» **Given data**
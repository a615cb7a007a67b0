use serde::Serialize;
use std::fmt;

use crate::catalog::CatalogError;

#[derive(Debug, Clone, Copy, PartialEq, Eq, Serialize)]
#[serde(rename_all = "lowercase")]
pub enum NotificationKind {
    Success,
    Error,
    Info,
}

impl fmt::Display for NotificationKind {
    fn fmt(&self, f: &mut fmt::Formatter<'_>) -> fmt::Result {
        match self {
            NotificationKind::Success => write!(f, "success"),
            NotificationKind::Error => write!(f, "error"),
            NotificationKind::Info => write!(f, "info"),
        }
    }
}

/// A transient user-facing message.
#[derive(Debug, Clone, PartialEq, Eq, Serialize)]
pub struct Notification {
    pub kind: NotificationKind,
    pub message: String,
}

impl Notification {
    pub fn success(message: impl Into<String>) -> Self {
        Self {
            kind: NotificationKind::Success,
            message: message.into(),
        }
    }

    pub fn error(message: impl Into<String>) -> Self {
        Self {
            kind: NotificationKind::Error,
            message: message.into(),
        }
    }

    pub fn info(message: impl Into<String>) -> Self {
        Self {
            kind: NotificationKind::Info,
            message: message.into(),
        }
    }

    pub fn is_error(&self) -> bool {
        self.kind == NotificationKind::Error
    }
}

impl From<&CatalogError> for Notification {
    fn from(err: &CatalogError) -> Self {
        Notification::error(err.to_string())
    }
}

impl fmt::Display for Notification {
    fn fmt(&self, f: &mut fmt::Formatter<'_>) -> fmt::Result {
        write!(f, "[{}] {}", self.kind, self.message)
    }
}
...
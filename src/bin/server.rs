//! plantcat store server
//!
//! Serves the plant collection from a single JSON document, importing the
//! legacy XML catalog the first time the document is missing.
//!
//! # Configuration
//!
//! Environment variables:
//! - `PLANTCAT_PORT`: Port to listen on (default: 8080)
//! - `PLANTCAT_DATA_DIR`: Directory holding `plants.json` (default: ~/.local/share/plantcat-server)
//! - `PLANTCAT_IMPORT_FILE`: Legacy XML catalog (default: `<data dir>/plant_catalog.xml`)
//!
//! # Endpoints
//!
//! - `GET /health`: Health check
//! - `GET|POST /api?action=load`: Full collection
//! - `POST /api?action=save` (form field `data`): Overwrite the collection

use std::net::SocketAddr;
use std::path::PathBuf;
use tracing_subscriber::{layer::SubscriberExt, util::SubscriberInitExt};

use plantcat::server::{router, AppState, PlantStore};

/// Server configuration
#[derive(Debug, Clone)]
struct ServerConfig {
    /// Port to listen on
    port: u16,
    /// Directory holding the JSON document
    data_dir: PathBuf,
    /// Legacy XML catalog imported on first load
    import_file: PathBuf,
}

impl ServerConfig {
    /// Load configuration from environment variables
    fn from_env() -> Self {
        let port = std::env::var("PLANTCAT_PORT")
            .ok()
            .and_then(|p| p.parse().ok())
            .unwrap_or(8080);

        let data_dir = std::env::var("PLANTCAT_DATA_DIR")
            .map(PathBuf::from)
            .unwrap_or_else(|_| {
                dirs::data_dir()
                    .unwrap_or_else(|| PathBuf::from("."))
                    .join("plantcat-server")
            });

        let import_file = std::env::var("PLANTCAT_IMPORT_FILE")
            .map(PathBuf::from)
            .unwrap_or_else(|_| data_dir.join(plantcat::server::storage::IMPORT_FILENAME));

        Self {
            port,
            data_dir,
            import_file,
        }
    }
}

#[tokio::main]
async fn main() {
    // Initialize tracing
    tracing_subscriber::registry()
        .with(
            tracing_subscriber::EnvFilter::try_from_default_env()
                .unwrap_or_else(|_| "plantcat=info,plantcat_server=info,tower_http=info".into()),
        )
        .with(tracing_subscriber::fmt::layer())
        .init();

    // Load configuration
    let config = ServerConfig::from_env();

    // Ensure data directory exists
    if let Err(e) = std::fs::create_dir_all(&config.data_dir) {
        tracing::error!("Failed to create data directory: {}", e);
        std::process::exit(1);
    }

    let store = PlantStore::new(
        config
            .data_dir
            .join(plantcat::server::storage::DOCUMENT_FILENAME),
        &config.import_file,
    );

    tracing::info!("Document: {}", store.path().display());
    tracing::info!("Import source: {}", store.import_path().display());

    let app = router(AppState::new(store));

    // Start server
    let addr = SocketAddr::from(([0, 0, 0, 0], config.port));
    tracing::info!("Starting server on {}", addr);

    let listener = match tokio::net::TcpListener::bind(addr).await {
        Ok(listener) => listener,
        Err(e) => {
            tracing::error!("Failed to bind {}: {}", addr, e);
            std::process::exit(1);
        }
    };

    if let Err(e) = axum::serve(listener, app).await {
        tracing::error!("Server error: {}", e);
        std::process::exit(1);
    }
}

» **Task objective**
Which lines of the records above contain the word "Clone"? Report each one.

» **Expected output**
#[derive(Debug, Clone, Copy, PartialEq, Eq, Serialize)]
#[derive(Debug, Clone, PartialEq, Eq, Serialize)]
#[derive(Debug, Clone)]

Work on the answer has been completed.